Abemaciclib is the first oral cyclin-dependent kinase (CDK) 4/6 inhibitor approved in the adjuvant setting and was the first agent approved in roughly 20 years to treat HR+ breast cancer, said Melanie Royce, MD, PhD, oncologist in the FDA Office of Oncologic Disease. Adjuvant use requires a companion diagnostic to assess Ki-67 level.

“HR+, HER2- EBC has a long natural history and, if diagnosed early, is quite curable,” Dr. Royce said. “But it can carry a high risk of relapse, and 30% of high-risk patients eventually die of metastatic disease.”

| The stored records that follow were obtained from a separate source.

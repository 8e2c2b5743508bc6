use crate::entities::staff_user_entity as staff_users;
use chrono::{DateTime, Utc};
use serde::{Deserialize, Serialize};
use utoipa::ToSchema;

#[derive(Debug, Serialize, Deserialize, ToSchema)]
pub struct LoginRequest {
    #[schema(example = "admin@example.com")]
    pub email: String,
    #[schema(example = "password123")]
    pub password: String,
}

#[derive(Debug, Serialize, Deserialize, ToSchema)]
pub struct StaffResponse {
    pub id: i64,
    pub email: String,
    pub first_name: String,
    pub last_name: String,
    pub full_name: String,
    pub is_staff: bool,
    pub read_only: bool,
    pub subscribers_management: bool,
    pub reporting_and_monitoring: bool,
    pub can_manage: bool,
    pub date_joined: DateTime<Utc>,
    pub last_login: Option<DateTime<Utc>>,
}

#[derive(Debug, Serialize, Deserialize, ToSchema)]
pub struct AuthResponse {
    pub staff: StaffResponse,
    pub access_token: String,
    pub refresh_token: String,
    pub expires_in: i64,
}

#[derive(Debug, Serialize, Deserialize, ToSchema)]
pub struct RefreshResponse {
    pub access_token: String,
    pub expires_in: i64,
}

impl From<staff_users::Model> for StaffResponse {
    fn from(staff: staff_users::Model) -> Self {
        Self {
            full_name: staff.full_name(),
            can_manage: staff.can_manage(),
            id: staff.id,
            email: staff.email,
            first_name: staff.first_name,
            last_name: staff.last_name,
            is_staff: staff.is_staff,
            read_only: staff.read_only,
            subscribers_management: staff.subscribers_management,
            reporting_and_monitoring: staff.reporting_and_monitoring,
            date_joined: staff.date_joined,
            last_login: staff.last_login,
        }
    }
}
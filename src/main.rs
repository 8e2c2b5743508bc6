use actix_web::{App, HttpServer, middleware::Logger, web};
use chrono::Local;
use env_logger::{Env, Target};
use std::io::Write;

use stc_portal::{
    config::Config,
    database::{create_pool, run_migrations},
    handlers,
    middlewares::{AuthMiddleware, create_cors},
    services::*,
    swagger::swagger_config,
    utils::JwtService,
};

#[actix_web::main]
async fn main() -> std::io::Result<()> {
    env_logger::Builder::from_env(Env::default().default_filter_or("info"))
        .format(|buf, record| {
            let ts = Local::now().format("%Y-%m-%dT%H:%M:%S%.3f%:z");
            let level = record.level().as_str().to_ascii_lowercase();
            let msg_json = serde_json::to_string(&format!("{}", record.args()))
                .unwrap_or_else(|_| "\"<invalid utf8>\"".to_string());
            writeln!(
                buf,
                "{{\"timestamp\":\"{}\",\"level\":\"{}\",\"message\":{},\"target\":\"{}\"}}",
                ts,
                level,
                msg_json,
                record.target(),
            )
        })
        .target(Target::Stdout)
        .init();

    let config = Config::from_toml().expect("Failed to load configuration");

    let pool = create_pool(&config.database)
        .await
        .expect("Failed to create database connection pool");

    run_migrations(&pool)
        .await
        .expect("Failed to run database migrations");

    let jwt_service = JwtService::new(
        &config.jwt.secret,
        config.jwt.access_token_expires_in,
        config.jwt.refresh_token_expires_in,
    );

    let auth_service = AuthService::new(pool.clone(), jwt_service.clone());
    if let Some(admin) = &config.admin {
        match auth_service.bootstrap_admin(admin).await {
            Ok(Some(staff)) => log::info!("Created admin staff user {}", staff.email),
            Ok(None) => {}
            Err(e) => log::error!("Admin bootstrap failed: {e}"),
        }
    }

    let subscriber_service = SubscriberService::new(pool.clone());
    let package_service = PackageService::new(pool.clone());
    let pending_card_service = PendingCardService::new(pool.clone());
    let lifecycle_service = LifecycleService::new(pool.clone());
    let allowed_origins = config.server.allowed_origins.clone();

    log::info!(
        "Starting HTTP server at {}:{}",
        config.server.host,
        config.server.port
    );

    HttpServer::new(move || {
        App::new()
            .wrap(Logger::default())
            .wrap(create_cors(&allowed_origins))
            .wrap(AuthMiddleware::new(jwt_service.clone()))
            .app_data(web::Data::new(auth_service.clone()))
            .app_data(web::Data::new(subscriber_service.clone()))
            .app_data(web::Data::new(package_service.clone()))
            .app_data(web::Data::new(pending_card_service.clone()))
            .app_data(web::Data::new(lifecycle_service.clone()))
            .configure(swagger_config)
            .service(
                web::scope("/api/v1")
                    .configure(handlers::auth_config)
                    .configure(handlers::staff_config)
                    .configure(handlers::subscriber_config)
                    .configure(handlers::cafe_card_config)
                    .configure(handlers::package_config)
                    .configure(handlers::pending_config),
            )
    })
    .bind((config.server.host.as_str(), config.server.port))?
    .run()
    .await
}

The monarchE trial divided high-risk EBC patients into two cohorts. Cohort 1 had a variety of risk factors, including multiple positive lymph nodes, large tumors, higher histopathologic grade, and elevated Ki-67 index score. Cohort 2 had fewer positive lymph nodes and Ki67 ≥20%.

Both cohorts were included in an intent to treat (ITT) analysis. Patients in both cohorts were randomized to standard endocrine therapy plus abemaciclib or endocrine therapy alone. The primary endpoint was invasive disease-free survival (IDFS) in the ITT population. Key secondary endpoints were IDFS in the Ki-67 ≥20% populations and OS in the ITT population.

The ITT analysis showed a hazard ratio of 0.696 (p<0001) for abemaciclib in the ITT population and 0.626 (p=0.0002) in the Cohort 1 Ki-67 ≥20% population, Dr. Royce reported, but the OS result for the ITT population was 1.091, suggesting a potential safety signal for abemaciclib. OS in the Cohort 1 Ki-67 ≥20% population was 0.767, a clear benefit for abemaciclib.

“Patients benefited from abemaciclib regardless of Ki-67 level,” Dr. Montero noted. “The marginal benefit is greater in Ki-67-high tumors, but the benefit comes at a price, increased toxicity, about 31 points higher for abemaciclib.”

Diarrhea is the most common serious AE, but lasts only five to six days and led to only 5% discontinuation in the abemaciclib group.

Joining the presenters for a panel discussion at the end of the session were Christy Osgood, MD, Cross-Discipline Team Leader, Breast and Gynecologic Malignancies Team, FDA, and Laleh Amiri-Kordestani, MD, Director, Division of Oncology 1 (DO1), FDA.

A recording of this session will be available to registered symposium participants for on-demand viewing until March 10, 2022.